Feb 10 (Reuters) - ConAgra Foods Inc is delaying a merger of its flour-milling business with Cargill Inc and CHS Inc due to the ongoing regulatory approval process, the company said in a filing with the Securities and Exchange Commission (SEC) on Monday.
The merger, dubbed Ardent Mills, would join ConAgra with Horizon Milling LLC - a joint operation between Cargill and CHS that already is the largest flour miller in the United States. The deal was first made public in March 2013 and was initially expected to be finalized late last year.
“(ConAgra) is revising the timeline to complete the Ardent Mills transaction and now expects the transaction to close in the second quarter of calendar 2014,” the company said in the filing.

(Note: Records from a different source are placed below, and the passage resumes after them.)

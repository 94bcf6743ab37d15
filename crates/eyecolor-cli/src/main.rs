//! Eyecolor CLI: extract the dominant colors of a pair of eyes.
//!
//! Usage:
//!   eyecolor <image>                                # Whole-image palette
//!   eyecolor <image> --eye 410,520 --eye 610,515    # Eye crops
//!   eyecolor <image> --eye 410,520 --face 300,350,420,520 --json
//!   eyecolor <image> --eye 410,520 --save-crop eye.png

mod config;
mod image_loader;
mod landmarks;

use std::path::PathBuf;
use std::process::ExitCode;

use clap::Parser;
use eyecolor_core::{Detection, Marker, Palette, Rect};
use eyecolor_session::{MeasureTarget, MeasurementSession, PaletteMarker};
use glam::DVec2;
use serde::Serialize;
use tokio::runtime::Handle;
use tracing_subscriber::EnvFilter;

use crate::config::AppConfig;
use crate::image_loader::{load_image, save_image};
use crate::landmarks::{ManualLandmarks, parse_point, parse_rect};

#[derive(Parser, Debug)]
#[command(name = "eyecolor")]
#[command(author, version, about = "Dominant eye color extraction", long_about = None)]
struct Args {
    /// Input image file
    #[arg(required = true)]
    image: PathBuf,

    /// Eye centre in image pixels (top-left origin), repeatable
    #[arg(long = "eye", value_name = "X,Y", value_parser = parse_point)]
    eyes: Vec<DVec2>,

    /// Face bounds in image pixels; sizes the eye crops
    #[arg(long, value_name = "X,Y,W,H", value_parser = parse_rect)]
    face: Option<Rect>,

    /// Palette size (overrides EYECOLOR_MAX_COLORS)
    #[arg(long)]
    colors: Option<usize>,

    /// Keep near-white pixels
    #[arg(long)]
    keep_white: bool,

    /// Output as JSON
    #[arg(short, long)]
    json: bool,

    /// Output file (default: stdout)
    #[arg(short, long)]
    output: Option<PathBuf>,

    /// Save the merged eye crop
    #[arg(long, value_name = "FILE")]
    save_crop: Option<PathBuf>,

    /// Debug logging
    #[arg(short, long)]
    verbose: bool,
}

#[derive(Serialize)]
struct Output {
    image: String,
    width: u32,
    height: u32,
    /// "eyes" or "whole_image".
    measured: &'static str,
    colors: Vec<ColorOutput>,
    /// Eye markers in view space.
    markers: Vec<Marker>,
}

#[derive(Serialize)]
struct ColorOutput {
    hex: String,
    rgb: [u8; 3],
    percent: f64,
    /// Where the color sits in the viewer, if located.
    view_position: Option<DVec2>,
    /// Decoration diameter in view units, if located.
    view_size: Option<f64>,
}

impl ColorOutput {
    fn collect(palette: &Palette, located: &[PaletteMarker]) -> Vec<Self> {
        palette
            .iter()
            .enumerate()
            .map(|(index, entry)| {
                let marker = located.iter().find(|m| m.entry == index);
                ColorOutput {
                    hex: entry.hex(),
                    rgb: [entry.color.red, entry.color.green, entry.color.blue],
                    percent: entry.dominance,
                    view_position: marker.map(|m| m.center),
                    view_size: marker.map(|m| m.size),
                }
            })
            .collect()
    }
}

#[tokio::main]
async fn main() -> ExitCode {
    let args = Args::parse();
    init_tracing(args.verbose);

    match run(&args).await {
        Ok(()) => ExitCode::SUCCESS,
        Err(e) => {
            tracing::error!("{e}");
            ExitCode::FAILURE
        }
    }
}

fn init_tracing(verbose: bool) {
    let filter = if verbose {
        EnvFilter::new("debug")
    } else {
        EnvFilter::try_from_default_env().unwrap_or_else(|_| EnvFilter::new("info"))
    };
    tracing_subscriber::fmt()
        .with_env_filter(filter)
        .with_writer(std::io::stderr)
        .init();
}

async fn run(args: &Args) -> Result<(), Box<dyn std::error::Error>> {
    let mut config = AppConfig::default();
    if let Some(colors) = args.colors {
        config.max_colors = colors;
    }
    if args.keep_white {
        config.ignore_near_white = false;
    }

    let image = load_image(&args.image)?;
    let (width, height) = (image.width(), image.height());

    let detector = ManualLandmarks {
        eyes: args.eyes.clone(),
        bounds: args.face,
    };
    let mut session =
        MeasurementSession::new(config.session_config(), Box::new(detector), Handle::current());
    session.load_image(image)?;
    if let Detection::Found(face) = session.detect()? {
        tracing::debug!("measuring {} eye point(s)", face.points.len());
    }
    session.wait_for_palette().await?;

    if let Some(path) = &args.save_crop {
        match session.measured() {
            Some(MeasureTarget::Eyes(composite)) => {
                save_image(&composite.image, path)?;
                tracing::info!("eye crop written to {}", path.display());
            }
            _ => tracing::warn!("no eye crop was measured, not writing {}", path.display()),
        }
    }

    let palette = session.palette().cloned().unwrap_or_default();
    let output = Output {
        image: args.image.display().to_string(),
        width,
        height,
        measured: match session.measured() {
            Some(MeasureTarget::Eyes(_)) => "eyes",
            _ => "whole_image",
        },
        colors: ColorOutput::collect(&palette, &session.palette_markers()),
        markers: session.markers(),
    };

    let output_str = if args.json {
        serde_json::to_string_pretty(&output)?
    } else {
        format_human_readable(&output)
    };

    if let Some(path) = &args.output {
        std::fs::write(path, &output_str)?;
        tracing::info!("output written to {}", path.display());
    } else {
        println!("{output_str}");
    }

    Ok(())
}

fn format_human_readable(output: &Output) -> String {
    let mut s = format!("Image: {} ({}x{})\n", output.image, output.width, output.height);
    let measured = match output.measured {
        "eyes" => format!("{} eye(s)", output.markers.len()),
        _ => "whole image".to_string(),
    };
    s.push_str(&format!("Measured: {measured}\n"));

    if output.colors.is_empty() {
        s.push_str("\nNo colors found.\n");
        return s;
    }

    s.push_str("\nColors:\n");
    for color in &output.colors {
        s.push_str(&format!("  {}  {:5.1}%\n", color.hex, color.percent));
    }
    s
}
//! Median-cut color quantization.
//!
//! Builds a 15-bit histogram of the eligible pixels and recursively splits
//! the populated color space until the requested number of buckets exists.
//! Splitting first favours the most populated boxes, then (for the last
//! quarter of the palette) boxes that are both populated and large, so
//! small but distinct colors still get a bucket.

pub mod histogram;
pub mod vbox;

use std::time::Instant;

use serde::{Deserialize, Serialize};

use crate::error::{EyeColorError, Result};
use crate::image::SourceImage;
use crate::palette::{Palette, PaletteEntry};

use self::histogram::ColorHistogram;
use self::vbox::ColorBox;

/// Palette size used when the caller does not ask for one.
pub const DEFAULT_MAX_COLORS: usize = 10;
/// Largest palette the quantizer will produce.
pub const MAX_PALETTE_SIZE: usize = 256;
/// Pixels with lower alpha are not sampled.
pub const MIN_ALPHA: u8 = 125;
/// Channel value above which a pixel counts as near-white.
pub const WHITE_THRESHOLD: u8 = 250;
/// Share of the palette built by splitting on population alone.
const FRACT_BY_POPULATION: f64 = 0.75;

/// Quantizer configuration.
#[derive(Debug, Clone, Copy, PartialEq, Eq, Serialize, Deserialize)]
pub struct QuantizeOptions {
    /// Upper bound on palette entries, in `1..=256`.
    pub max_colors: usize,
    /// Skip pixels whose channels are all above [`WHITE_THRESHOLD`].
    pub ignore_near_white: bool,
    /// Count every n-th eligible pixel. `1` samples all of them.
    pub sample_stride: usize,
}

impl Default for QuantizeOptions {
    fn default() -> Self {
        Self {
            max_colors: DEFAULT_MAX_COLORS,
            ignore_near_white: true,
            sample_stride: 1,
        }
    }
}

impl QuantizeOptions {
    pub fn new(max_colors: usize, ignore_near_white: bool) -> Self {
        Self {
            max_colors,
            ignore_near_white,
            ..Self::default()
        }
    }

    /// Whether a pixel takes part in quantization.
    pub fn is_eligible(&self, px: [u8; 4]) -> bool {
        if px[3] < MIN_ALPHA {
            return false;
        }
        let near_white =
            px[0] > WHITE_THRESHOLD && px[1] > WHITE_THRESHOLD && px[2] > WHITE_THRESHOLD;
        !(self.ignore_near_white && near_white)
    }

    fn validate(&self) -> Result<()> {
        if self.max_colors == 0 {
            return Err(EyeColorError::InvalidArgument("max_colors must be at least 1"));
        }
        if self.max_colors > MAX_PALETTE_SIZE {
            return Err(EyeColorError::InvalidArgument("max_colors must be at most 256"));
        }
        if self.sample_stride == 0 {
            return Err(EyeColorError::InvalidArgument("sample_stride must be at least 1"));
        }
        Ok(())
    }
}

/// Quantize `image` into at most `max_colors` entries.
pub fn quantize(image: &SourceImage, max_colors: usize, ignore_near_white: bool) -> Result<Palette> {
    quantize_with(image, &QuantizeOptions::new(max_colors, ignore_near_white))
}

/// Quantize with explicit options.
pub fn quantize_with(image: &SourceImage, options: &QuantizeOptions) -> Result<Palette> {
    quantize_cancellable(image, options, || true)
}

/// Quantize, polling `should_continue` once per image row.
///
/// Returns [`EyeColorError::Cancelled`] as soon as the predicate reports
/// false; no partial palette is ever produced.
pub fn quantize_cancellable(
    image: &SourceImage,
    options: &QuantizeOptions,
    should_continue: impl Fn() -> bool,
) -> Result<Palette> {
    options.validate()?;
    let start = Instant::now();

    let hist = build_histogram(image, options, &should_continue)?;
    if hist.is_empty() {
        return Err(EyeColorError::EmptyInput);
    }
    let Some(root) = ColorBox::enclosing(&hist) else {
        return Err(EyeColorError::EmptyInput);
    };

    let mut boxes = vec![root];
    let population_target = (options.max_colors as f64 * FRACT_BY_POPULATION).ceil() as usize;
    split_boxes(&mut boxes, &hist, population_target.max(1), |b| b.count())?;
    if !should_continue() {
        return Err(EyeColorError::Cancelled);
    }
    split_boxes(&mut boxes, &hist, options.max_colors, |b| b.count() * b.volume())?;

    let palette = to_palette(&boxes, hist.total());
    tracing::debug!(
        "quantized {} pixels into {} colors in {:.1?}",
        hist.total(),
        palette.len(),
        start.elapsed()
    );
    Ok(palette)
}

fn build_histogram(
    image: &SourceImage,
    options: &QuantizeOptions,
    should_continue: &impl Fn() -> bool,
) -> Result<ColorHistogram> {
    let mut hist = ColorHistogram::default();
    let mut eligible = 0usize;

    for y in 0..image.height() {
        if !should_continue() {
            return Err(EyeColorError::Cancelled);
        }
        for &px in image.row(y) {
            if !options.is_eligible(px) {
                continue;
            }
            if eligible % options.sample_stride == 0 {
                hist.add([px[0], px[1], px[2]]);
            }
            eligible += 1;
        }
    }

    Ok(hist)
}

/// Split the highest-priority splittable box until `target` boxes exist or
/// nothing can be split. Ties go to the earliest box.
fn split_boxes(
    boxes: &mut Vec<ColorBox>,
    hist: &ColorHistogram,
    target: usize,
    priority: impl Fn(&ColorBox) -> u64,
) -> Result<()> {
    while boxes.len() < target {
        let mut best: Option<(usize, u64)> = None;
        for (idx, b) in boxes.iter().enumerate() {
            if !b.is_splittable() {
                continue;
            }
            let p = priority(b);
            if best.is_none_or(|(_, best_p)| p > best_p) {
                best = Some((idx, p));
            }
        }

        let Some((idx, _)) = best else {
            break;
        };
        let Some((left, right)) = boxes[idx].split(hist) else {
            return Err(EyeColorError::InvalidState("splittable box produced an empty half"));
        };
        boxes[idx] = left;
        boxes.push(right);
    }
    Ok(())
}

/// Convert boxes to entries, most populated first; ties by RGB.
fn to_palette(boxes: &[ColorBox], total: u64) -> Palette {
    let mut ranked: Vec<(u64, [u8; 3])> = boxes
        .iter()
        .map(|b| {
            let c = b.average();
            (b.count(), [c.red, c.green, c.blue])
        })
        .collect();
    ranked.sort_by(|a, b| b.0.cmp(&a.0).then(a.1.cmp(&b.1)));

    let entries = ranked
        .into_iter()
        .map(|(count, [r, g, b])| PaletteEntry {
            color: palette::Srgb::new(r, g, b),
            dominance: count as f64 / total as f64 * 100.0,
        })
        .collect();
    Palette::from_entries(entries)
}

The U.S. Justice Department’s antitrust division was investigating the merger that would result in Ardent Mills controlling about a third of U.S. flour mill capacity.
ConAgra in the filing said the companies were prepared to divest four flour milling facilities prior to or simultaneous with the completion of the merger. Those flour mills are Horizon’s facility in Los Angeles; and ConAgra’s facilities in Oakland, California; Saginaw, Texas; and New Prague, Minnesota.
Spokesmen for Cargill and CHS did not immediately respond to requests for comment.